Genome-wide association studies (GWAS) for epithelial ovarian cancer (EOC), the most lethal gynecologic malignancy, have identified novel susceptibility loci. GWAS for survival after EOC have had more limited success. The association of each single-nucleotide polymorphism (SNP) individually may not be well suited to detect small effects of multiple SNPs, such as those operating within the same biologic pathway. Gene set analysis (GSA) overcomes this limitation by assessing overall evidence for association of a phenotype with all measured variation in a set of genes.

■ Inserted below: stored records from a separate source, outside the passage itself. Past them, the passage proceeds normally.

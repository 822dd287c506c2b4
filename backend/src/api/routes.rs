//! HTTP routes serving the GraphQL endpoint and its playground.

use crate::api::schema::AppSchema;
use crate::auth::middleware::resolve_viewer;
use crate::state::AppState;
use async_graphql::http::GraphiQLSource;
use async_graphql_axum::{GraphQLRequest, GraphQLResponse};
use axum::{
    Extension, Router,
    http::HeaderMap,
    response::{Html, IntoResponse},
    routing::get,
};

/// Executes a GraphQL request with the caller and request headers attached.
pub async fn graphql_handler(
    Extension(schema): Extension<AppSchema>,
    Extension(state): Extension<AppState>,
    headers: HeaderMap,
    req: GraphQLRequest,
) -> GraphQLResponse {
    let viewer = resolve_viewer(&headers, &state.config, &state.jwt);

    schema
        .execute(req.into_inner().data(viewer).data(headers))
        .await
        .into()
}

/// GraphQL playground handler
pub async fn graphql_playground() -> impl IntoResponse {
    Html(GraphiQLSource::build().endpoint("/graphql").finish())
}

pub fn graphql_router() -> Router {
    Router::new().route("/graphql", get(graphql_playground).post(graphql_handler))
}
//! Moves tokens between GraphQL arguments and HttpOnly cookies.
//!
//! Clients running in a browser never see their tokens: login, refresh and
//! password change write both tokens into cookies, refresh and revoke read
//! the refresh token back from its cookie when the argument is missing or
//! the `cookie-mode` placeholder, and revoke always clears both cookies.

use crate::auth::models::TokenPair;
use crate::config::{COOKIE_MODE_PLACEHOLDER, CookieConfig};
use axum::http::{HeaderMap, header::COOKIE};
use cookie::Cookie;
use time::{Duration, OffsetDateTime};

pub struct CookieBridge<'a> {
    config: &'a CookieConfig,
}

impl<'a> CookieBridge<'a> {
    pub fn new(config: &'a CookieConfig) -> Self {
        Self { config }
    }

    /// The refresh token to use: the argument, unless it is absent, empty or
    /// the placeholder, in which case the refresh cookie (or an empty string).
    pub fn resolve_refresh_token(&self, argument: Option<&str>, headers: &HeaderMap) -> String {
        match argument.map(str::trim) {
            Some(value) if !value.is_empty() && value != COOKIE_MODE_PLACEHOLDER => {
                value.to_string()
            }
            _ => read_cookie(headers, &self.config.refresh_cookie).unwrap_or_default(),
        }
    }

    /// The access token carried by the auth cookie, if any.
    pub fn access_token(&self, headers: &HeaderMap) -> Option<String> {
        read_cookie(headers, &self.config.auth_cookie).filter(|value| !value.is_empty())
    }

    /// `Set-Cookie` values storing both tokens of `pair`.
    ///
    /// Each cookie lives as long as the token it carries.
    pub fn token_cookies(
        &self,
        pair: &TokenPair,
        access_lifetime_seconds: i64,
        refresh_lifetime_seconds: i64,
    ) -> Vec<String> {
        vec![
            self.build(
                &self.config.auth_cookie,
                pair.access.token.clone(),
                Duration::seconds(access_lifetime_seconds),
            )
            .to_string(),
            self.build(
                &self.config.refresh_cookie,
                pair.refresh.token.clone(),
                Duration::seconds(refresh_lifetime_seconds),
            )
            .to_string(),
        ]
    }

    /// `Set-Cookie` values deleting both token cookies.
    pub fn clear_cookies(&self) -> Vec<String> {
        [&self.config.auth_cookie, &self.config.refresh_cookie]
            .into_iter()
            .map(|name| {
                let mut cookie = self.build(name, String::new(), Duration::ZERO);
                cookie.set_expires(OffsetDateTime::UNIX_EPOCH);
                cookie.to_string()
            })
            .collect()
    }

    fn build(&self, name: &str, value: String, max_age: Duration) -> Cookie<'static> {
        Cookie::build((name.to_string(), value))
            .http_only(self.config.http_only)
            .secure(self.config.secure)
            .same_site(self.config.same_site)
            .path("/")
            .max_age(max_age)
            .build()
    }
}

/// Finds a cookie by name across every `Cookie` header of the request.
pub fn read_cookie(headers: &HeaderMap, name: &str) -> Option<String> {
    headers
        .get_all(COOKIE)
        .iter()
        .filter_map(|value| value.to_str().ok())
        .flat_map(|raw| Cookie::split_parse(raw.to_string()))
        .filter_map(Result::ok)
        .find(|cookie| cookie.name() == name)
        .map(|cookie| cookie.value().to_string())
}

To determine gene sets associated with EOC overall survival, we conducted GSA using data from two large GWAS (N cases = 2,813, N deaths = 1,116), with a novel Principal Component-Gamma GSA method. Analysis was completed for all cases and then separately for high-grade serous histologic subtype. Analysis of the high-grade serous subjects resulted in 43 gene sets with P < 0.005 (1.7%); of these, 21 gene sets had P < 0.10 in both GWAS, including intracellular signaling pathway (P = 7.3 × 10(-5)) and macrolide binding (P = 6.2 × 10(-4)) gene sets. The top gene sets in analysis of all cases were meiotic mismatch repair (P = 6.3 × 10(-4)) and macrolide binding (P = 1.0 × 10(-3)). Of 18 gene sets with P < 0.005 (0.7%), eight had P < 0.10 in both GWAS. This research detected novel gene sets associated with EOC survival. Novel gene sets associated with EOC survival might lead to new insights and avenues for development of novel therapies for EOC and pharmacogenomic studies.